◆ **PROBLEM STATEMENT**
Word for word, restate the lines that run from the line containing "MetricName::LandUseDiversity => policy" to the last line of the records below.

◆ **DATA FOR THE TASK**
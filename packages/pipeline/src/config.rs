//! TOML run configuration.
//!
//! A run file names the composite to produce (a named variant or a custom
//! metric list), the input tables, optional per-metric policy and overlay
//! rule overrides, and where to write the output table. Relative paths are
//! resolved against the directory holding the run file.

use std::collections::{BTreeMap, BTreeSet};
use std::path::{Path, PathBuf};
use std::str::FromStr;

use serde::{Deserialize, Serialize};
use strum_macros::{AsRefStr, Display, EnumString};
use walkability_analytics_models::{IndexVariant, MetricName, NormalizationPolicy};
use walkability_geography_models::{CATCHMENT_RADIUS_FT, OverlayRule};

use crate::PipelineError;

/// Which composite the run produces.
#[derive(
    Debug, Clone, Copy, PartialEq, Eq, Serialize, Deserialize, Display, EnumString, AsRefStr,
)]
#[serde(rename_all = "snake_case")]
#[strum(serialize_all = "snake_case")]
pub enum VariantChoice {
    Base,
    ParkAccess,
    Full,
    /// An explicit `metrics = [...]` list.
    Custom,
}

impl VariantChoice {
    /// The named variant, or `None` for a custom metric list.
    #[must_use]
    pub const fn variant(self) -> Option<IndexVariant> {
        match self {
            Self::Base => Some(IndexVariant::Base),
            Self::ParkAccess => Some(IndexVariant::ParkAccess),
            Self::Full => Some(IndexVariant::Full),
            Self::Custom => None,
        }
    }
}

/// What to do when a sub-metric's study-wide scalar cannot be computed.
#[derive(
    Debug,
    Clone,
    Copy,
    Default,
    PartialEq,
    Eq,
    Serialize,
    Deserialize,
    Display,
    EnumString,
    AsRefStr,
)]
#[serde(rename_all = "snake_case")]
#[strum(serialize_all = "snake_case")]
pub enum DegenerateAction {
    /// Abort the run, naming the failed sub-metric.
    #[default]
    Fail,
    /// Emit 0 for that sub-metric across every unit and record the
    /// fallback in the run report.
    Zero,
}

/// Output table encoding.
#[derive(
    Debug,
    Clone,
    Copy,
    Default,
    PartialEq,
    Eq,
    Serialize,
    Deserialize,
    Display,
    EnumString,
    AsRefStr,
)]
#[serde(rename_all = "snake_case")]
#[strum(serialize_all = "snake_case")]
pub enum OutputFormat {
    /// One row per unit, one column per sub-metric plus `index`.
    #[default]
    Csv,
    /// Rows plus the run report.
    Json,
}

/// Normalization policy names accepted in `[overrides]`.
///
/// Entropy normalization takes its class count from the data, so it is
/// named here without parameters.
#[derive(
    Debug, Clone, Copy, PartialEq, Eq, Serialize, Deserialize, Display, EnumString, AsRefStr,
)]
#[serde(rename_all = "snake_case")]
#[strum(serialize_all = "snake_case")]
pub enum PolicyName {
    MaxRatio,
    LogMaxRatio,
    EntropyMaxRatio,
    InverseMinRatio,
    AbsDeviationFromMax,
}

impl PolicyName {
    #[must_use]
    pub const fn to_policy(self) -> NormalizationPolicy {
        match self {
            Self::MaxRatio => NormalizationPolicy::MaxRatio,
            Self::LogMaxRatio => NormalizationPolicy::LogMaxRatio,
            Self::EntropyMaxRatio => NormalizationPolicy::EntropyMaxRatio { classes: 0 },
            Self::InverseMinRatio => NormalizationPolicy::InverseMinRatio,
            Self::AbsDeviationFromMax => NormalizationPolicy::AbsDeviationFromMax,
        }
    }
}

/// Per-metric overrides from `[overrides.<metric>]`.
#[derive(Debug, Clone, Default, PartialEq, Eq, Deserialize)]
#[serde(deny_unknown_fields)]
pub struct MetricOverride {
    pub policy: Option<PolicyName>,
    pub overlay_rule: Option<OverlayRule>,
}

/// Paths to the collaborator output tables.
///
/// Only the tables needed by the configured metrics must be present.
#[derive(Debug, Clone, Default, PartialEq, Eq, Deserialize)]
#[serde(deny_unknown_fields)]
pub struct InputPaths {
    /// Unit layer CSV. When absent, units are derived from `boundaries`.
    pub units: Option<PathBuf>,
    /// Unit polygons (`GeoJSON`), used to locate junctions that carry no
    /// unit id.
    pub boundaries: Option<PathBuf>,
    /// Feature property holding the unit id. Defaults to `GEOID`.
    pub boundary_id_property: Option<String>,
    /// Feature property holding the unit population.
    pub boundary_population_property: Option<String>,
    /// Parcels joined to units by largest overlap.
    pub parcels_largest_overlap: Option<PathBuf>,
    /// Parcels joined to units by centroid containment.
    pub parcels_centroid: Option<PathBuf>,
    /// Street junction candidates with incident-segment counts.
    pub junctions: Option<PathBuf>,
    /// Transit stop anchors.
    pub transit_stops: Option<PathBuf>,
    /// Sidewalk area apportioned to units.
    pub sidewalk_area: Option<PathBuf>,
    /// Buffered road area apportioned to units.
    pub street_area: Option<PathBuf>,
    /// Zonal median of the park cost-distance surface per unit.
    pub park_cost: Option<PathBuf>,
}

impl InputPaths {
    /// The `GeoJSON` property holding unit ids.
    #[must_use]
    pub fn id_property(&self) -> &str {
        self.boundary_id_property.as_deref().unwrap_or("GEOID")
    }

    /// The parcel table joined with `rule`, and its config key.
    ///
    /// A missing centroid-containment table falls back to the
    /// largest-overlap table.
    #[must_use]
    pub fn parcels_for(&self, rule: OverlayRule) -> Option<(&Path, &'static str)> {
        match rule {
            OverlayRule::LargestOverlap => self
                .parcels_largest_overlap
                .as_deref()
                .map(|p| (p, "parcels_largest_overlap")),
            OverlayRule::CentroidContainment => self
                .parcels_centroid
                .as_deref()
                .map(|p| (p, "parcels_centroid"))
                .or_else(|| {
                    self.parcels_largest_overlap
                        .as_deref()
                        .map(|p| (p, "parcels_largest_overlap"))
                }),
        }
    }

    fn resolve(&mut self, base: &Path) {
        for path in [
            &mut self.units,
            &mut self.boundaries,
            &mut self.parcels_largest_overlap,
            &mut self.parcels_centroid,
            &mut self.junctions,
            &mut self.transit_stops,
            &mut self.sidewalk_area,
            &mut self.street_area,
            &mut self.park_cost,
        ]
        .into_iter()
        .flatten()
        {
            *path = resolve_path(base, path);
        }
    }
}

/// Where and how to write the output table.
#[derive(Debug, Clone, PartialEq, Eq, Deserialize)]
#[serde(deny_unknown_fields)]
pub struct OutputConfig {
    pub path: PathBuf,
    #[serde(default)]
    pub format: OutputFormat,
}

/// A parsed run file.
#[derive(Debug, Clone, PartialEq, Deserialize)]
#[serde(deny_unknown_fields)]
pub struct RunConfig {
    pub variant: VariantChoice,
    /// Ordered metric list for `variant = "custom"`.
    #[serde(default)]
    pub metrics: Vec<MetricName>,
    #[serde(default)]
    pub inputs: InputPaths,
    /// Keyed by metric name.
    #[serde(default)]
    pub overrides: BTreeMap<String, MetricOverride>,
    #[serde(default = "default_catchment_radius")]
    pub catchment_radius_ft: f64,
    #[serde(default)]
    pub on_degenerate: DegenerateAction,
    pub output: Option<OutputConfig>,
}

const fn default_catchment_radius() -> f64 {
    CATCHMENT_RADIUS_FT
}

/// One resolved sub-metric of a run.
#[derive(Debug, Clone, Copy, PartialEq, Eq)]
pub struct MetricPlan {
    pub name: MetricName,
    pub policy: NormalizationPolicy,
    /// Join rule of the parcel table, for parcel-derived metrics only.
    pub overlay_rule: Option<OverlayRule>,
}

impl RunConfig {
    /// Parses a run file's contents. Paths are left as written.
    ///
    /// # Errors
    ///
    /// * [`PipelineError::Toml`] if the contents do not parse.
    pub fn from_toml_str(toml_str: &str) -> Result<Self, PipelineError> {
        Ok(toml::de::from_str(toml_str)?)
    }

    /// Reads and parses a run file, resolving relative paths against its
    /// directory.
    ///
    /// # Errors
    ///
    /// * [`PipelineError::Io`] if the file cannot be read.
    /// * [`PipelineError::Toml`] if it does not parse.
    pub fn load(path: &Path) -> Result<Self, PipelineError> {
        let contents =
            std::fs::read_to_string(path).map_err(|e| PipelineError::io(path, e))?;
        let mut config = Self::from_toml_str(&contents)?;

        let base = path.parent().unwrap_or_else(|| Path::new("."));
        config.inputs.resolve(base);
        if let Some(output) = &mut config.output {
            output.path = resolve_path(base, &output.path);
        }

        log::debug!("Loaded run config from {}", path.display());
        Ok(config)
    }

    /// Resolves the ordered list of sub-metrics with their policies and
    /// overlay rules.
    ///
    /// # Errors
    ///
    /// * [`PipelineError::Config`] if the metric list is empty or has
    ///   duplicates, `metrics` is given for a named variant, an override
    ///   names an unknown metric or a policy the metric cannot use, or the
    ///   catchment radius is not positive.
    pub fn plan(&self) -> Result<Vec<MetricPlan>, PipelineError> {
        if !self.catchment_radius_ft.is_finite() || self.catchment_radius_ft <= 0.0 {
            return Err(PipelineError::config(format!(
                "catchment_radius_ft must be positive, got {}",
                self.catchment_radius_ft
            )));
        }

        let variant = self.variant.variant();
        let names: Vec<MetricName> = match variant {
            Some(variant) => {
                if !self.metrics.is_empty() {
                    return Err(PipelineError::config(format!(
                        "`metrics` is only allowed with variant = \"custom\", not \"{variant}\""
                    )));
                }
                variant.metrics().to_vec()
            }
            None => {
                if self.metrics.is_empty() {
                    return Err(PipelineError::config(
                        "variant = \"custom\" needs a non-empty `metrics` list",
                    ));
                }
                let mut seen = BTreeSet::new();
                if let Some(dup) = self.metrics.iter().find(|m| !seen.insert(**m)) {
                    return Err(PipelineError::config(format!(
                        "metric {dup} is listed more than once"
                    )));
                }
                self.metrics.clone()
            }
        };

        let mut overrides = BTreeMap::new();
        for (key, value) in &self.overrides {
            let name = MetricName::from_str(key).map_err(|_| {
                PipelineError::config(format!("unknown metric '{key}' in [overrides]"))
            })?;
            if names.contains(&name) {
                overrides.insert(name, value);
            } else {
                log::warn!("Ignoring [overrides.{key}]: {name} is not part of this run");
            }
        }

        names
            .into_iter()
            .map(|name| {
                let over = overrides.get(&name);

                let policy = match over.and_then(|o| o.policy) {
                    Some(policy) => checked_policy(name, policy)?,
                    None => name.default_policy(variant),
                };

                let rule = over.and_then(|o| o.overlay_rule);
                let overlay_rule = if name.uses_parcels() {
                    Some(rule.unwrap_or_else(|| name.default_overlay_rule(variant)))
                } else if rule.is_some() {
                    return Err(PipelineError::config(format!(
                        "{name} is not derived from parcels; overlay_rule does not apply"
                    )));
                } else {
                    None
                };

                Ok(MetricPlan {
                    name,
                    policy,
                    overlay_rule,
                })
            })
            .collect()
    }
}

fn checked_policy(
    metric: MetricName,
    policy: PolicyName,
) -> Result<NormalizationPolicy, PipelineError> {
    let allowed = match metric {
        MetricName::LandUseDiversity => policy == PolicyName::EntropyMaxRatio,
        MetricName::ParkAccess => policy.to_policy().lower_is_better(),
        _ => matches!(policy, PolicyName::MaxRatio | PolicyName::LogMaxRatio),
    };

    if allowed {
        Ok(policy.to_policy())
    } else {
        Err(PipelineError::config(format!(
            "{metric} cannot be normalized with {policy}"
        )))
    }
}

fn resolve_path(base: &Path, path: &Path) -> PathBuf {
    if path.is_absolute() {
        path.to_path_buf()
    } else {
        base.join(path)
    }
}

◆ **TASK ANSWER**
        MetricName::LandUseDiversity => policy == PolicyName::EntropyMaxRatio,
        MetricName::ParkAccess => policy.to_policy().lower_is_better(),
        _ => matches!(policy, PolicyName::MaxRatio | PolicyName::LogMaxRatio),
    };

    if allowed {
        Ok(policy.to_policy())
    } else {
        Err(PipelineError::config(format!(
            "{metric} cannot be normalized with {policy}"
        )))
    }
}

fn resolve_path(base: &Path, path: &Path) -> PathBuf {
    if path.is_absolute() {
        path.to_path_buf()
    } else {
        base.join(path)
    }
}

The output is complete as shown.